多疾患併存になった年齢と認知症罹患率の関連:Whitehall-Ⅱ前方視的コホート研究における30年間の追跡調査

BMJ, 376, e068005, 2022 Association Between Age at Onset of Multimorbidity and Incidence of Dementia: 30 year Follow-up in Whitehall II Prospective Cohort Study. Hassen, C. B., Fayosse, A., Landré, B., et al.

背景

平均余命の延長に伴い,認知症の有病率上昇が懸念されている。認知症の原因として最も多いアルツハイマー病は,非常に複雑で全身性の疾患である。アルツハイマー病や他の認知症の病理変化が研究される過程で,慢性疾患を含む危険因子がどのように認知症発症リスクと関わるかについて注目が集まっている。

多疾患併存とは二つもしくはそれ以上の慢性疾患を有する状態をさす。今や高齢者の2人に1人が多疾患併存である。この多疾患併存は認知症発症リスクと関連すると考えられているが,長期間の追跡研究はない。

目的

中年層から高齢にかけての多疾患併存,併存疾患の重症度と認知症の罹患率との関連を検討する。

方法

1985~1988年に35~55歳の英国の公務員10,308人(男性6,895人,女性3,413人)が参加したWhitehall IIコホートが作成され,4~5年ごとに追跡調査で臨床検査が行われている。10人を除く99.9%の参加者のデータがUK National Health Service(NHS)の電子記録上に保存されており,本研究ではそれを利用した。

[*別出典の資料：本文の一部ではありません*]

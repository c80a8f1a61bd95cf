/// Analysis session: owns the image, the catalog and the collaborators,
/// and runs the detect / classify / fix pipeline
use chrono::Local;
use image::RgbImage;
use serde::Serialize;
use std::collections::BTreeMap;
use std::path::Path;

use crate::annotate::{annotate_stars, undetected_stars, AnnotateOptions, AnnotationStyle};
use crate::cancel::{AbortFlag, LogStatusSink, RunOutcome, StatusSink};
use crate::catalog::StarCatalog;
use crate::classifier::{
    classify, compute_limits, resolve_threshold, should_compute_psf, Limits, ThresholdSpec,
};
use crate::config::StarUtilsConfig;
use crate::detection::{BlobDetector, DetectionAdapter, StarDetector};
use crate::elongation::{ElongationFixer, FixLogEntry, FixReport};
use crate::error::{Result, StarError};
use crate::filters::{apply_filters, StarFilter};
use crate::geometry::Rect;
use crate::imaging::Image;
use crate::mask::{draw_stars, MaskBuilder, MaskOptions};
use crate::native_ops::NativeOperators;
use crate::operators::ImageOperators;
use crate::plot::{GnuplotService, PlotData, PlotOptions, PlotResult, PlottingService};
use crate::psf::{PsfAccumulator, PsfEstimator, PsfFitter};
use crate::psf_fitting::LmPsfFitter;
use crate::reduction::{ReduceReport, ReductionLogEntry, StarReducer};
use crate::resources::{TempRegistry, Temporary};
use crate::star::{SizeBucket, Star};
use crate::statistics::{compute_stats, two_sided_avg_dev, two_sided_mad, StarStatistics};
use crate::view::{MaskImage, View};

/// Catalog indexes per size bucket
#[derive(Debug, Clone, Default, PartialEq)]
pub struct Cohorts {
    pub big: Vec<usize>,
    pub average: Vec<usize>,
    pub small: Vec<usize>,
}
use anyhow::{bail, Result};
use std::path::{Path, PathBuf};

use crate::config::StarUtilsConfig;
use crate::plot::{PercentageLine, PlotOptions};

use super::open_session;

pub fn plot(
    image_path: &Path,
    config: StarUtilsConfig,
    feature: &str,
    grouped: Option<f64>,
    percent: &[f64],
    output_dir: Option<PathBuf>,
) -> Result<()> {
    let mut session = open_session(image_path, config)?;

    let mut opts = PlotOptions {
        title: Some(format!("{} - {}", session.view().id(), feature)),
        percentage_lines: percent
            .iter()
            .map(|&fraction| PercentageLine { fraction, color: None })
            .collect(),
        ..Default::default()
    };
    if let Some(dir) = output_dir {
        opts.output_dir = dir;
    }

    let result = session.plot(feature, grouped, &opts)?;
    if !result.created {
        bail!(
            "Plot failed: {}",
            result.error.as_deref().unwrap_or("gnuplot did not create an image")
        );
    }
    println!("Plot saved to: {}", result.image_file.display());
    Ok(())
}
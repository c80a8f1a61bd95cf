/// Feature plots: data points from the catalog and a gnuplot backend
use serde::Serialize;
use std::fs::File;
use std::path::{Path, PathBuf};
use std::process::{Command, Stdio};

use crate::catalog::StarCatalog;
use crate::error::{Result, StarError};

/// Points to plot for one feature
#[derive(Debug, Clone, PartialEq)]
pub struct PlotData {
    pub feature: String,
    /// Bucket interval when grouped
    pub grouped: Option<f64>,
    /// `(index, value)` pairs, or `(bucket, count)` pairs when grouped
    pub points: Vec<(f64, f64)>,
    /// Sorted `(index, value)` pairs the statistics lines are computed on
    pub values: Vec<(f64, f64)>,
}

impl PlotData {
    /// Build from `sort_by(feature)`, or from `group_by(feature, interval)`
    /// when `grouped` is set
    pub fn from_catalog(catalog: &mut StarCatalog, feature: &str, grouped: Option<f64>) -> Result<Self> {
        let values: Vec<(f64, f64)> = catalog
            .sorted_stars(feature)
            .iter()
            .enumerate()
            .filter_map(|(i, s)| s.feature(feature).map(|v| (i as f64, v)))
            .collect();
        if values.is_empty() {
            return Err(StarError::UnknownFeature(feature.to_string()));
        }
        let points = match grouped {
            Some(interval) => catalog
                .group_by(feature, interval)
                .iter()
                .map(|(key, stars)| (key, stars.len() as f64))
                .collect(),
            None => values.clone(),
        };
        Ok(Self {
            feature: feature.to_string(),
            grouped,
            points,
            values,
        })
    }

    pub fn is_grouped(&self) -> bool {
        self.grouped.is_some()
    }
}

/// Horizontal (or vertical, when grouped) line at a fraction of the
/// value range
#[derive(Debug, Clone, PartialEq)]
pub struct PercentageLine {
    pub fraction: f64,
    pub color: Option<String>,
}

impl PercentageLine {
    fn color(&self) -> &str {
        match &self.color {
            Some(c) => c,
            None if self.fraction == 0.5 => "#00aa00",
            None if self.fraction > 0.5 => "#00aaf0",
            None => "#cc00cc",
        }
    }
}

#[derive(Debug, Clone, PartialEq)]
pub struct PlotOptions {
    pub title: Option<String>,
    pub x_label: Option<String>,
    pub y_label: Option<String>,
    pub width: u32,
    pub height: u32,
    pub font_name: String,
    pub font_size: u32,
    pub background: String,
    /// Where data, script, log and image go
    pub output_dir: PathBuf,
    /// Defaults to `<output_dir>/star_<feature>_graph.svg`
    pub image_file: Option<PathBuf>,
    pub draw_std_dev_background: bool,
    pub percentage_lines: Vec<PercentageLine>,
}

impl Default for PlotOptions {
    fn default() -> Self {
        Self {
            title: None,
            x_label: None,
            y_label: None,
            width: 600,
            height: 500,
            font_name: "Helvetica".to_string(),
            font_size: 10,
            background: "white".to_string(),
            output_dir: std::env::temp_dir(),
            image_file: None,
            draw_std_dev_background: true,
            percentage_lines: Vec::new(),
        }
    }
}

impl PlotOptions {
    /// Image file for `feature`
    pub fn image_path(&self, feature: &str) -> PathBuf {
        self.image_file
            .clone()
            .unwrap_or_else(|| self.output_dir.join(format!("star_{}_graph.svg", var_prefix(feature))))
    }
}

/// Outcome of a plot; failures are reported here, never raised
#[derive(Debug, Clone, PartialEq, Serialize)]
#[serde(rename_all = "camelCase")]
pub struct PlotResult {
    pub created: bool,
    pub image_file: PathBuf,
    pub script: Option<PathBuf>,
    pub log: Option<PathBuf>,
    pub error: Option<String>,
}

impl PlotResult {
    pub(crate) fn failed(image_file: PathBuf, error: impl Into<String>) -> Self {
        let error = error.into();
        tracing::error!("Plot failed: {}", error);
        Self {
            created: false,
            image_file,
            script: None,
            log: None,
            error: Some(error),
        }
    }
}

pub trait PlottingService {
    fn plot(&self, data: &PlotData, opts: &PlotOptions) -> PlotResult;
}

/// gnuplot variable prefix for a feature path
fn var_prefix(feature: &str) -> String {
    feature
        .chars()
        .map(|c| if c.is_ascii_alphanumeric() { c } else { '_' })
        .collect()
}

fn join_points(points: &[(f64, f64)]) -> String {
    points
        .iter()
        .map(|(x, y)| format!("{} {}", x, y))
        .collect::<Vec<_>>()
        .join("\n")
}

fn capitalize(s: &str) -> String {
    let mut chars = s.chars();
    match chars.next() {
        Some(first) => first.to_uppercase().chain(chars).collect(),
        None => String::new(),
    }
}

/// File names used for one feature
struct PlotFiles {
    data: PathBuf,
    stats: PathBuf,
    script: PathBuf,
    log: PathBuf,
    image: PathBuf,
}

impl PlotFiles {
    fn new(data: &PlotData, opts: &PlotOptions) -> Self {
        let dir = &opts.output_dir;
        let feature = var_prefix(&data.feature);
        let data_file = dir.join(format!("stars_{}.dat", feature));
        Self {
            stats: if data.is_grouped() {
                dir.join(format!("stars_{}.values.dat", feature))
            } else {
                data_file.clone()
            },
            data: data_file,
            script: dir.join(format!("stars_{}.plt", feature)),
            log: dir.join(format!("stars_{}.log", feature)),
            image: opts.image_path(&data.feature),
        }
    }
}

/// gnuplot script: SVG terminal, mean and stddev lines, optional stddev
/// band and percentage lines, smoothed data curve
pub fn build_script(data: &PlotData, opts: &PlotOptions, data_file: &Path, stats_file: &Path, image_file: &Path) -> String {
    let grouped = data.is_grouped();
    let v = var_prefix(&data.feature);
    let (x_label, y_label) = if grouped {
        (
            opts.x_label.clone().unwrap_or_else(|| data.feature.clone()),
            opts.y_label.clone().unwrap_or_else(|| "Count".to_string()),
        )
    } else {
        (
            opts.x_label.clone().unwrap_or_else(|| "Stars".to_string()),
            opts.y_label.clone().unwrap_or_else(|| data.feature.clone()),
        )
    };
    let title = opts.title.clone().unwrap_or_else(|| {
        format!("Star {}{}", data.feature, if grouped { " (Grouped)" } else { "" })
    });

    let mut script = vec![
        format!(
            "set terminal svg size {},{} enhanced background rgb '{}' font \"{},{}\"",
            opts.width, opts.height, opts.background, opts.font_name, opts.font_size
        ),
        format!("set output \"{}\"", image_file.display()),
        format!(
            "set title font \"{},{}\" enhanced \"{}\"",
            opts.font_name,
            opts.font_size * 2,
            title
        ),
        format!("set xlabel \"{}\"", x_label),
        format!("set ylabel \"{}\"", y_label),
    ];
    if let Some(interval) = data.grouped {
        script.push(format!("set xtic {}", interval));
    }
    script.push(format!(
        "stats \"{}\" using 2 output name \"{}\"",
        stats_file.display(),
        v
    ));
    script.push(format!("{v}_stddev_high = {v}_mean + {v}_stddev"));
    script.push(format!("{v}_stddev_low = {v}_mean - {v}_stddev"));

    let mut lines: Vec<(String, String, String)> = vec![
        (format!("{v}_mean"), "Mean".to_string(), "#666666".to_string()),
        (format!("{v}_stddev_high"), String::new(), "#aaaaaa".to_string()),
        (format!("{v}_stddev_low"), String::new(), "#aaaaaa".to_string()),
    ];
    for line in &opts.percentage_lines {
        let pct = (line.fraction * 100.0).round() as i64;
        let var = format!("{v}_{pct}");
        script.push(format!(
            "{var} = (({v}_max - {v}_min) * {}) + {v}_min",
            line.fraction
        ));
        lines.push((var, format!("{}%", pct), line.color().to_string()));
    }

    for (i, (var, label, color)) in lines.iter().enumerate() {
        let n = i + 1;
        let textcolor = if i >= 3 {
            format!(" textcolor '{}'", color)
        } else {
            String::new()
        };
        if grouped {
            script.push(format!(
                "set arrow {n} from {var}, graph 0.0 to {var}, graph 1.0 nohead fill lc '{color}'"
            ));
            script.push(format!(
                "set label {n} at {var}, graph 1.0 \"{label}\" center offset 0,1{textcolor}"
            ));
        } else {
            script.push(format!(
                "set arrow {n} from graph 0.0,first {var} to graph 1.0,first {var} nohead fill lc '{color}'"
            ));
            script.push(format!(
                "set label {n} at graph 1.0,first {var} \"{label}\" right offset -1,-1{textcolor}"
            ));
        }
    }

    if opts.draw_std_dev_background {
        let (low, high) = (format!("{v}_stddev_low"), format!("{v}_stddev_high"));
        if grouped {
            script.push(format!(
                "set obj rect from {low}, graph 0 to {high}, graph 1 lw 0 lc '#000000' fc '#cccccc'"
            ));
        } else {
            script.push(format!(
                "set obj rect from graph 0.0, first {high} to graph 1, first {low} lw 0 lc '#000000' fc '#cccccc'"
            ));
        }
    }

    script.push(format!(
        "plot \"{}\" with lines smooth csplines title \"{}\"",
        data_file.display(),
        capitalize(&data.feature)
    ));
    script.join("\n")
}

/// Runs an external gnuplot executable
#[derive(Debug, Clone)]
pub struct GnuplotService {
    executable: PathBuf,
}

impl Default for GnuplotService {
    fn default() -> Self {
        Self::new("gnuplot")
    }
}

impl GnuplotService {
    pub fn new(executable: impl Into<PathBuf>) -> Self {
        Self {
            executable: executable.into(),
        }
    }

    fn write_inputs(&self, data: &PlotData, opts: &PlotOptions, files: &PlotFiles) -> std::io::Result<()> {
        std::fs::create_dir_all(&opts.output_dir)?;
        std::fs::write(&files.data, join_points(&data.points))?;
        if data.is_grouped() {
            std::fs::write(&files.stats, join_points(&data.values))?;
        }
        let script = build_script(data, opts, &files.data, &files.stats, &files.image);
        std::fs::write(&files.script, script)?;
        Ok(())
    }
}

impl PlottingService for GnuplotService {
    fn plot(&self, data: &PlotData, opts: &PlotOptions) -> PlotResult {
        let files = PlotFiles::new(data, opts);
        if data.points.is_empty() {
            return PlotResult::failed(files.image, format!("No data for feature {}", data.feature));
        }
        if let Err(e) = self.write_inputs(data, opts, &files) {
            return PlotResult::failed(files.image, format!("Failed to write plot files: {}", e));
        }

        let spawn = || -> std::io::Result<std::process::ExitStatus> {
            Command::new(&self.executable)
                .current_dir(&opts.output_dir)
                .stdin(Stdio::from(File::open(&files.script)?))
                .stdout(Stdio::from(File::create(&files.log)?))
                .stderr(Stdio::inherit())
                .status()
        };
        tracing::info!("Start {}", self.executable.display());
        let status = match spawn() {
            Ok(status) => status,
            Err(e) => {
                let mut result = PlotResult::failed(
                    files.image,
                    format!("Failed to run gnuplot executable {}: {}", self.executable.display(), e),
                );
                result.script = Some(files.script);
                return result;
            }
        };
        tracing::info!("End Exit code {:?}", status.code());

        let created = files.image.exists();
        let error = if !status.success() {
            Some(format!("gnuplot exited with {}", status))
        } else if !created {
            Some("gnuplot did not create the image".to_string())
        } else {
            None
        };
        tracing::info!("Plot image: {}", files.image.display());
        PlotResult {
            created,
            image_file: files.image,
            script: Some(files.script),
            log: Some(files.log),
            error,
        }
    }
}
/// In-process image operators: parametric convolution, Richardson-Lucy
/// deconvolution, rank morphology and binarization
use crate::imaging::Image;
use crate::operators::{
    ConvolutionParams, DeconvolutionParams, DeconvolutionPsf, ImageOperators, MorphologicalOp,
    StructureSize,
};

const RL_EPSILON: f32 = 1e-6;
const MAX_KERNEL_RADIUS: usize = 64;

/// Normalized square kernel of side `2 * radius + 1`
#[derive(Debug, Clone)]
struct Kernel {
    radius: usize,
    weights: Vec<f32>,
}

impl Kernel {
    fn side(&self) -> usize {
        2 * self.radius + 1
    }

    fn identity() -> Self {
        Self {
            radius: 0,
            weights: vec![1.0],
        }
    }

    fn normalized(radius: usize, mut weights: Vec<f32>) -> Self {
        let sum: f32 = weights.iter().sum();
        if sum <= 0.0 {
            return Self::identity();
        }
        for w in weights.iter_mut() {
            *w /= sum;
        }
        Self { radius, weights }
    }

    /// exp(-0.5 * r^shape) over the rotated, aspect-scaled distance
    fn parametric(sigma: f64, shape: f64, aspect_ratio: f64, rotation_deg: f64) -> Self {
        if sigma <= 0.0 {
            return Self::identity();
        }
        let radius = ((3.0 * sigma).ceil() as usize).clamp(1, MAX_KERNEL_RADIUS);
        let side = 2 * radius + 1;
        let sy = sigma * aspect_ratio.clamp(0.05, 1.0);
        let (sin_t, cos_t) = rotation_deg.to_radians().sin_cos();
        let mut weights = vec![0.0f32; side * side];
        for j in 0..side {
            for i in 0..side {
                let dx = i as f64 - radius as f64;
                let dy = j as f64 - radius as f64;
                let xp = dx * cos_t + dy * sin_t;
                let yp = -dx * sin_t + dy * cos_t;
                let r2 = (xp / sigma).powi(2) + (yp / sy).powi(2);
                weights[j * side + i] = (-0.5 * r2.powf(shape / 2.0)).exp() as f32;
            }
        }
        Self::normalized(radius, weights)
    }

    /// Line of `length` pixels through the center at `angle_deg`
    fn motion(length: f64, angle_deg: f64) -> Self {
        if length < 1.0 {
            return Self::identity();
        }
        let radius = ((length / 2.0).ceil() as usize).clamp(1, MAX_KERNEL_RADIUS);
        let side = 2 * radius + 1;
        let (sin_t, cos_t) = angle_deg.to_radians().sin_cos();
        let mut weights = vec![0.0f32; side * side];
        let steps = (length * 2.0).ceil() as usize;
        for s in 0..=steps {
            let t = -length / 2.0 + length * s as f64 / steps as f64;
            // Image rows grow downwards
            let x = (radius as f64 + t * cos_t).round();
            let y = (radius as f64 - t * sin_t).round();
            if x >= 0.0 && y >= 0.0 && (x as usize) < side && (y as usize) < side {
                weights[y as usize * side + x as usize] += 1.0;
            }
        }
        Self::normalized(radius, weights)
    }
}

/// Create a normalized 1D Gaussian kernel
fn create_gaussian_kernel(sigma: f32) -> Vec<f32> {
    let radius = ((3.0 * sigma).ceil() as usize).clamp(1, MAX_KERNEL_RADIUS);
    let mut kernel: Vec<f32> = (0..=2 * radius)
        .map(|i| {
            let x = i as f32 - radius as f32;
            (-x * x / (2.0 * sigma * sigma)).exp()
        })
        .collect();
    let sum: f32 = kernel.iter().sum();
    for v in kernel.iter_mut() {
        *v /= sum;
    }
    kernel
}

fn convolve_horizontal(data: &[f32], width: usize, height: usize, kernel: &[f32]) -> Vec<f32> {
    let half = (kernel.len() / 2) as i64;
    let mut result = vec![0.0f32; width * height];
    for y in 0..height {
        let row = &data[y * width..(y + 1) * width];
        for x in 0..width {
            let mut sum = 0.0;
            for (i, &k) in kernel.iter().enumerate() {
                let sx = (x as i64 + i as i64 - half).clamp(0, width as i64 - 1) as usize;
                sum += row[sx] * k;
            }
            result[y * width + x] = sum;
        }
    }
    result
}

fn convolve_vertical(data: &[f32], width: usize, height: usize, kernel: &[f32]) -> Vec<f32> {
    let half = (kernel.len() / 2) as i64;
    let mut result = vec![0.0f32; width * height];
    for y in 0..height {
        for x in 0..width {
            let mut sum = 0.0;
            for (i, &k) in kernel.iter().enumerate() {
                let sy = (y as i64 + i as i64 - half).clamp(0, height as i64 - 1) as usize;
                sum += data[sy * width + x] * k;
            }
            result[y * width + x] = sum;
        }
    }
    result
}

/// Separable Gaussian blur of one plane, edges replicated
pub fn gaussian_blur_plane(data: &[f32], width: usize, height: usize, sigma: f32) -> Vec<f32> {
    if sigma <= 0.0 || width == 0 || height == 0 {
        return data.to_vec();
    }
    let kernel = create_gaussian_kernel(sigma);
    let temp = convolve_horizontal(data, width, height, &kernel);
    convolve_vertical(&temp, width, height, &kernel)
}

/// 2D convolution with replicated edges; `flipped` correlates with the
/// mirrored kernel (the adjoint used by Richardson-Lucy)
fn convolve_plane(data: &[f32], width: usize, height: usize, kernel: &Kernel, flipped: bool) -> Vec<f32> {
    let r = kernel.radius as i64;
    let side = kernel.side();
    let mut result = vec![0.0f32; width * height];
    for y in 0..height {
        for x in 0..width {
            let mut sum = 0.0;
            for j in 0..side {
                let sy = (y as i64 + j as i64 - r).clamp(0, height as i64 - 1) as usize;
                for i in 0..side {
                    let w = if flipped {
                        kernel.weights[(side - 1 - j) * side + (side - 1 - i)]
                    } else {
                        kernel.weights[j * side + i]
                    };
                    if w == 0.0 {
                        continue;
                    }
                    let sx = (x as i64 + i as i64 - r).clamp(0, width as i64 - 1) as usize;
                    sum += data[sy * width + sx] * w;
                }
            }
            result[y * width + x] = sum;
        }
    }
    result
}

fn richardson_lucy(
    observed: &[f32],
    width: usize,
    height: usize,
    kernel: &Kernel,
    params: &DeconvolutionParams,
) -> Vec<f32> {
    let mut estimate: Vec<f32> = observed.iter().map(|v| v.max(RL_EPSILON)).collect();
    for _ in 0..params.iterations {
        let blurred = convolve_plane(&estimate, width, height, kernel, false);
        let ratio: Vec<f32> = observed
            .iter()
            .zip(blurred.iter())
            .map(|(o, b)| o.max(0.0) / b.max(RL_EPSILON))
            .collect();
        let correction = convolve_plane(&ratio, width, height, kernel, true);
        for (e, c) in estimate.iter_mut().zip(correction.iter()) {
            *e *= c;
        }
        if params.deringing {
            // Dark deringing: limit how far a sample may drop below the input
            let dark = params.deringing_dark as f32;
            for (e, o) in estimate.iter_mut().zip(observed.iter()) {
                *e = e.max(o - dark);
            }
        }
    }
    for v in estimate.iter_mut() {
        *v = v.clamp(0.0, 1.0);
    }
    estimate
}

/// Built-in `ImageOperators`
#[derive(Debug, Default, Clone, Copy)]
pub struct NativeOperators;

impl NativeOperators {
    pub fn new() -> Self {
        Self
    }
}

impl ImageOperators for NativeOperators {
    fn convolve(&self, image: &mut Image, params: &ConvolutionParams) -> anyhow::Result<()> {
        if !(params.sigma.is_finite() && params.shape > 0.0) {
            anyhow::bail!("Invalid convolution parameters: {:?}", params);
        }
        let (w, h) = (image.width(), image.height());
        let separable = params.shape == 2.0 && params.aspect_ratio == 1.0;
        let kernel = if separable {
            None
        } else {
            Some(Kernel::parametric(
                params.sigma,
                params.shape,
                params.aspect_ratio,
                params.rotation,
            ))
        };
        for plane in image.planes_mut() {
            *plane = match &kernel {
                None => gaussian_blur_plane(plane, w, h, params.sigma as f32),
                Some(k) => convolve_plane(plane, w, h, k, false),
            };
        }
        Ok(())
    }

    fn deconvolve(&self, image: &mut Image, params: &DeconvolutionParams) -> anyhow::Result<()> {
        let kernel = match params.psf {
            DeconvolutionPsf::Parametric {
                sigma,
                shape,
                aspect_ratio,
            } => {
                if !(sigma.is_finite() && sigma >= 0.0) {
                    anyhow::bail!("Invalid deconvolution sigma {}", sigma);
                }
                Kernel::parametric(sigma, shape, aspect_ratio, 0.0)
            }
            DeconvolutionPsf::MotionBlur { length, angle } => {
                if !(length.is_finite() && angle.is_finite()) {
                    anyhow::bail!("Invalid motion blur length {} / angle {}", length, angle);
                }
                Kernel::motion(length, angle)
            }
        };
        let (w, h) = (image.width(), image.height());
        for plane in image.planes_mut() {
            *plane = richardson_lucy(plane, w, h, &kernel, params);
        }
        Ok(())
    }

    fn morphological_transform(
        &self,
        image: &mut Image,
        op: MorphologicalOp,
        structure: StructureSize,
    ) -> anyhow::Result<()> {
        let rank = match op {
            MorphologicalOp::Erosion => 0.0,
            MorphologicalOp::Dilation => 1.0,
            MorphologicalOp::Selection(p) => {
                if !(0.0..=1.0).contains(&p) {
                    anyhow::bail!("Selection point {} outside [0, 1]", p);
                }
                p
            }
        };
        let offsets = structure.offsets();
        let (w, h) = (image.width() as i64, image.height() as i64);
        let pick = ((offsets.len() - 1) as f64 * rank).round() as usize;
        let mut window = Vec::with_capacity(offsets.len());

        for plane in image.planes_mut() {
            let source = plane.clone();
            for y in 0..h {
                for x in 0..w {
                    window.clear();
                    for &(dx, dy) in &offsets {
                        let sx = (x + dx).clamp(0, w - 1);
                        let sy = (y + dy).clamp(0, h - 1);
                        window.push(source[(sy * w + sx) as usize]);
                    }
                    window.sort_by(|a, b| a.total_cmp(b));
                    plane[(y * w + x) as usize] = window[pick];
                }
            }
        }
        Ok(())
    }

    fn binarize(&self, image: &mut Image, threshold: f64) -> anyhow::Result<()> {
        let t = threshold as f32;
        for plane in image.planes_mut() {
            for v in plane.iter_mut() {
                *v = if *v > t { 1.0 } else { 0.0 };
            }
        }
        Ok(())
    }
}

#[cfg(test)]
mod tests {
    use super::*;

    fn point_image(size: usize, value: f32) -> Image {
        let mut img = Image::new(size, size, 1);
        img.set(size / 2, size / 2, 0, value);
        img
    }

    #[test]
    fn test_gaussian_blur_preserves_flux() {
        let img = point_image(21, 1.0);
        let blurred = gaussian_blur_plane(img.plane(0), 21, 21, 2.0);
        let total: f32 = blurred.iter().sum();
        assert!((total - 1.0).abs() < 1e-4);
        assert!(blurred[10 * 21 + 10] < 1.0);
        assert!(blurred[10 * 21 + 10] > blurred[10 * 21 + 12]);
    }

    #[test]
    fn test_convolve_non_gaussian_shape() {
        let mut img = point_image(15, 1.0);
        let params = ConvolutionParams {
            sigma: 1.5,
            shape: 1.0,
            aspect_ratio: 0.5,
            rotation: 0.0,
        };
        NativeOperators.convolve(&mut img, &params).unwrap();
        let total: f32 = img.plane(0).iter().sum();
        assert!((total - 1.0).abs() < 1e-4);
        // Narrower along y
        assert!(img.get(9, 7, 0) > img.get(7, 9, 0));
    }

    #[test]
    fn test_motion_kernel_is_a_line() {
        let k = Kernel::motion(5.0, 0.0);
        let side = k.side();
        let mid = k.radius;
        for j in 0..side {
            for i in 0..side {
                let w = k.weights[j * side + i];
                if j != mid {
                    assert_eq!(w, 0.0);
                }
            }
        }
        let total: f32 = k.weights.iter().sum();
        assert!((total - 1.0).abs() < 1e-5);
    }

    #[test]
    fn test_deconvolution_sharpens() {
        let mut img = point_image(21, 0.8);
        NativeOperators
            .convolve(&mut img, &ConvolutionParams::gaussian(1.5))
            .unwrap();
        let blurred_peak = img.get(10, 10, 0);
        NativeOperators
            .deconvolve(&mut img, &DeconvolutionParams::parametric(1.5, false, 0.0))
            .unwrap();
        assert!(img.get(10, 10, 0) > blurred_peak);
    }

    #[test]
    fn test_deringing_limits_dark_drop() {
        let mut img = point_image(21, 0.8);
        NativeOperators
            .convolve(&mut img, &ConvolutionParams::gaussian(1.5))
            .unwrap();
        let before = img.clone();
        NativeOperators
            .deconvolve(&mut img, &DeconvolutionParams::parametric(1.5, true, 0.001))
            .unwrap();
        for (a, b) in img.plane(0).iter().zip(before.plane(0).iter()) {
            assert!(*a >= b - 0.001 - 1e-6);
        }
    }

    #[test]
    fn test_morphology() {
        let mut img = point_image(11, 1.0);
        NativeOperators
            .morphological_transform(&mut img, MorphologicalOp::Dilation, StructureSize::Five)
            .unwrap();
        assert_eq!(img.get(5, 5, 0), 1.0);
        assert_eq!(img.get(7, 5, 0), 1.0);
        // Corners of the 5x5 element are inactive
        assert_eq!(img.get(7, 7, 0), 0.0);

        NativeOperators
            .morphological_transform(&mut img, MorphologicalOp::Erosion, StructureSize::Five)
            .unwrap();
        assert_eq!(img.get(5, 5, 0), 1.0);
        assert_eq!(img.get(7, 5, 0), 0.0);

        let err = NativeOperators.morphological_transform(
            &mut img,
            MorphologicalOp::Selection(1.5),
            StructureSize::Seven,
        );
        assert!(err.is_err());
    }

    #[test]
    fn test_binarize() {
        let mut img = Image::from_mono(3, 1, vec![0.05, 0.1, 0.5]).unwrap();
        NativeOperators.binarize(&mut img, 0.1).unwrap();
        assert_eq!(img.plane(0), &[0.0, 0.0, 1.0]);
    }
}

多疾患併存は認知症を除く13の慢性疾患のうち少なくとも二つを有する状態と定義した。重症度は,慢性疾患の数が0または1,2,3以上に分類した。13の慢性疾患は,冠動脈疾患,脳卒中,心不全,糖尿病,高血圧,がん,慢性腎臓病,慢性閉塞性肺疾患,肝疾患,うつ病,うつ病以外の精神障害,パーキンソン病,関節リウマチとした。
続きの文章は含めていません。